After reading some of the comments here and scanning a few dozen reviews on yelp, tripadvisor, and NYmag it seems to me that many of the people who love Wo Hop began going there as children when their family lived in NYC. These folks see Wo Hop in a special way: to them it is a link with their past, it awakens their memories of how exotic and exciting it was to go there, and these give comfort and a sense of stability today. Then there are the tourists for whom Wo Hop was their first and only Chinese dining experience in NYC. For them Wo Hop perfectly fit their idea of what a real NYC Chinese restaurant should be. A third group that loves Wo Hop is the after-hours crowd that goes there for early morning grub after a night of dancing and partying.

Most of the negative reviews I read can be broken down into two groups: one group comprises people who live in NYC and have previously dined at other Chinese restaurants; the other group is tourists who are Chinese food "foodies" either through cultural heritage or because they're simply into Chinese food.

So what is Wo Hop? It's a museum piece of a restaurant with blast from the past food. If you're not looking to undertake culinary time-travel Wo Hop is probably not for you. On the other hand, folks looking for old skool original sorta-Chinese cooking will probably love Wo Hop.

You pays your money and you makes your choice.

Unknown said...

I remember this place!! When I was a senior in high school, we took a trip into Chinatown (from Suffolk Co.). My Art teacher/Fencing Instructor told a few of us to try this place. It was fantastic. When I was on my honeymoon, I took my wife there!

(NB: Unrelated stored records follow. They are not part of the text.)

//! The scaffold pipeline: an ordered sequence of independently failable
//! steps that turns a starter-kit source into a populated theme directory.
//! The first failing step halts the run; already-mirrored files stay in
//! place.

use std::fs;
use std::path::{Path, PathBuf};

use log::debug;

use crate::archive::ExtractorFactory;
use crate::constants::{PACK_DIR, RECIPE_DIR};
use crate::error::{Error, Result};
use crate::fetch::fetch_artifact;
use crate::generator::Generator;
use crate::ignore::load_ignore_patterns;
use crate::mirror::{collapse_top_level, mirror};
use crate::naming::machine_name;
use crate::source::SourceLocation;

/// One scaffold invocation, created from user input. Immutable; the
/// destination is fixed before the pipeline runs and never recomputed.
#[derive(Debug)]
pub struct ScaffoldRequest {
    /// Human-readable theme label as the user typed it
    pub label: String,
    /// Identifier-safe slug derived from the label
    pub machine_name: String,
    /// Where the starter kit comes from
    pub source: SourceLocation,
    /// Directory the generated theme lands in
    pub destination: PathBuf,
}

impl ScaffoldRequest {
    pub fn new(label: String, source: SourceLocation, destination: PathBuf) -> Self {
        let machine_name = machine_name(&label);
        Self { label, machine_name, source, destination }
    }

    /// The rendering context shared by destination patterns and token values.
    pub fn context(&self) -> serde_json::Value {
        serde_json::json!({
            "name": self.label,
            "machine_name": self.machine_name,
        })
    }
}

/// Scratch state owned by the pipeline for the duration of one invocation.
pub struct ScaffoldState {
    /// Per-invocation temporary workspace, never reused
    pub workspace: PathBuf,
    /// Packed artifact path, set by the fetch step
    pub packed_artifact: Option<PathBuf>,
    /// Directory holding the template content to mirror
    pub source_dir: Option<PathBuf>,
    /// Constant copy of the request's destination
    pub destination: PathBuf,
}

/// A unit of work over the pipeline state.
pub trait Step {
    fn name(&self) -> &'static str;
    fn run(&self, state: &mut ScaffoldState) -> Result<()>;
}

/// Runs the scaffold pipeline for one request.
///
/// The temporary workspace is deleted on every exit path, including early
/// step failure, when the `TempDir` guard drops.
pub fn scaffold(
    request: &ScaffoldRequest,
    factory: &dyn ExtractorFactory,
    generator: &Generator<'_>,
) -> Result<()> {
    let workspace = tempfile::tempdir().map_err(Error::Io)?;
    let mut state = ScaffoldState {
        workspace: workspace.path().to_path_buf(),
        packed_artifact: None,
        source_dir: None,
        destination: request.destination.clone(),
    };

    for step in plan(request, factory, generator) {
        debug!("Running step '{}'.", step.name());
        step.run(&mut state)?;
    }

    Ok(())
}

/// Orders the steps for a request. Remote archives and local packed files
/// pass through fetch-and-extract and collapse; git repositories are cloned;
/// local directories go straight to the mirror.
fn plan<'a>(
    request: &'a ScaffoldRequest,
    factory: &'a dyn ExtractorFactory,
    generator: &'a Generator<'a>,
) -> Vec<Box<dyn Step + 'a>> {
    let mut steps: Vec<Box<dyn Step + 'a>> = Vec::new();

    match &request.source {
        SourceLocation::Archive(_) => {
            steps.push(Box::new(FetchAndExtract { source: &request.source, factory }));
            steps.push(Box::new(Collapse));
        }
        SourceLocation::Git(repo) => {
            steps.push(Box::new(GitClone { repo }));
        }
        SourceLocation::Local(path) if path.is_file() => {
            steps.push(Box::new(FetchAndExtract { source: &request.source, factory }));
            steps.push(Box::new(Collapse));
        }
        SourceLocation::Local(path) => {
            steps.push(Box::new(UseLocal { path }));
        }
    }

    steps.push(Box::new(Mirror));
    steps.push(Box::new(Finalize { generator, context: request.context() }));

    steps
}

struct FetchAndExtract<'a> {
    source: &'a SourceLocation,
    factory: &'a dyn ExtractorFactory,
}

impl Step for FetchAndExtract<'_> {
    fn name(&self) -> &'static str {
        "fetch-and-extract"
    }

    fn run(&self, state: &mut ScaffoldState) -> Result<()> {
        let pack_dir = state.workspace.join(PACK_DIR);
        fs::create_dir_all(&pack_dir).map_err(Error::Io)?;

        let artifact = fetch_artifact(self.source, &pack_dir)?;
        debug!("Packed starter kit at '{}'.", artifact.display());
        state.packed_artifact = Some(artifact.clone());

        let recipe_dir = state.workspace.join(RECIPE_DIR);
        fs::create_dir_all(&recipe_dir).map_err(Error::Io)?;

        let extractor = self.factory.for_file(&artifact)?;
        extractor.extract_to(&recipe_dir)?;
        state.source_dir = Some(recipe_dir);

        Ok(())
    }
}

struct GitClone<'a> {
    repo: &'a str,
}

impl Step for GitClone<'_> {
    fn name(&self) -> &'static str {
        "git-clone"
    }

    fn run(&self, state: &mut ScaffoldState) -> Result<()> {
        let clone_path = state.workspace.join(RECIPE_DIR);
        debug!("Cloning repository '{}'.", self.repo);

        // Set up authentication callbacks
        let mut callbacks = git2::RemoteCallbacks::new();
        callbacks.credentials(|_url, username_from_url, _allowed_types| {
            let home = std::env::var("HOME").unwrap_or_default();
            git2::Cred::ssh_key(
                username_from_url.unwrap_or("git"),
                None,
                Path::new(&format!("{}/.ssh/id_rsa", home)),
                None,
            )
        });

        // Configure fetch options with callbacks
        let mut fetch_opts = git2::FetchOptions::new();
        fetch_opts.remote_callbacks(callbacks);

        let mut builder = git2::build::RepoBuilder::new();
        builder.fetch_options(fetch_opts);
        builder.clone(self.repo, &clone_path)?;

        state.source_dir = Some(clone_path);
        Ok(())
    }
}

struct UseLocal<'a> {
    path: &'a Path,
}

impl Step for UseLocal<'_> {
    fn name(&self) -> &'static str {
        "resolve-local"
    }

    fn run(&self, state: &mut ScaffoldState) -> Result<()> {
        if !self.path.is_dir() {
            return Err(Error::Fetch(format!(
                "starter kit directory '{}' does not exist",
                self.path.display()
            )));
        }
        state.source_dir = Some(self.path.to_path_buf());
        Ok(())
    }
}

struct Collapse;

impl Step for Collapse {
    fn name(&self) -> &'static str {
        "collapse"
    }

    fn run(&self, state: &mut ScaffoldState) -> Result<()> {
        let extracted = state
            .source_dir
            .clone()
            .ok_or_else(|| Error::Extract("no extraction output to inspect".to_string()))?;
        state.source_dir = Some(collapse_top_level(&extracted)?);
        Ok(())
    }
}

struct Mirror;

impl Step for Mirror {
    fn name(&self) -> &'static str {
        "mirror"
    }

    fn run(&self, state: &mut ScaffoldState) -> Result<()> {
        let source = state
            .source_dir
            .clone()
            .ok_or_else(|| Error::Mirror("no resolved source directory".to_string()))?;
        let ignored = load_ignore_patterns(&source)?;
        let copied = mirror(&source, &state.destination, &ignored)?;
        debug!("Mirrored {} files into '{}'.", copied, state.destination.display());
        Ok(())
    }
}

struct Finalize<'a> {
    generator: &'a Generator<'a>,
    context: serde_json::Value,
}

impl Step for Finalize<'_> {
    fn name(&self) -> &'static str {
        "finalize"
    }

    fn run(&self, state: &mut ScaffoldState) -> Result<()> {
        let changed = self.generator.generate(&state.destination, &self.context)?;
        debug!(
            "Substituted tokens in {} entries under '{}'.",
            changed,
            state.destination.display()
        );
        Ok(())
    }
}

Sadly, I live in Atlanta now and cannot find food like we had in NYC.

Jason S said...

Wo Hop is my favorite Chinese restaurant. My dad took me there all the time growing up, and he himself went all the time when he was growing up. He loved the house special Lo Mein, I loved (and still do) the Egg Foo Yong. Their fried soup noodles are always fresh made too.
One of my earliest memories was eating there with my family then we would go to the bakery across Mott Street for cantonese pastries and then go see the construction progress of the Twin Towers. We did that a lot back then.
Those were great times, I'll never forget. Happily Wo Hop is still around and still great!

laura said...

wo hop means sad bunny in chinese. i know it well.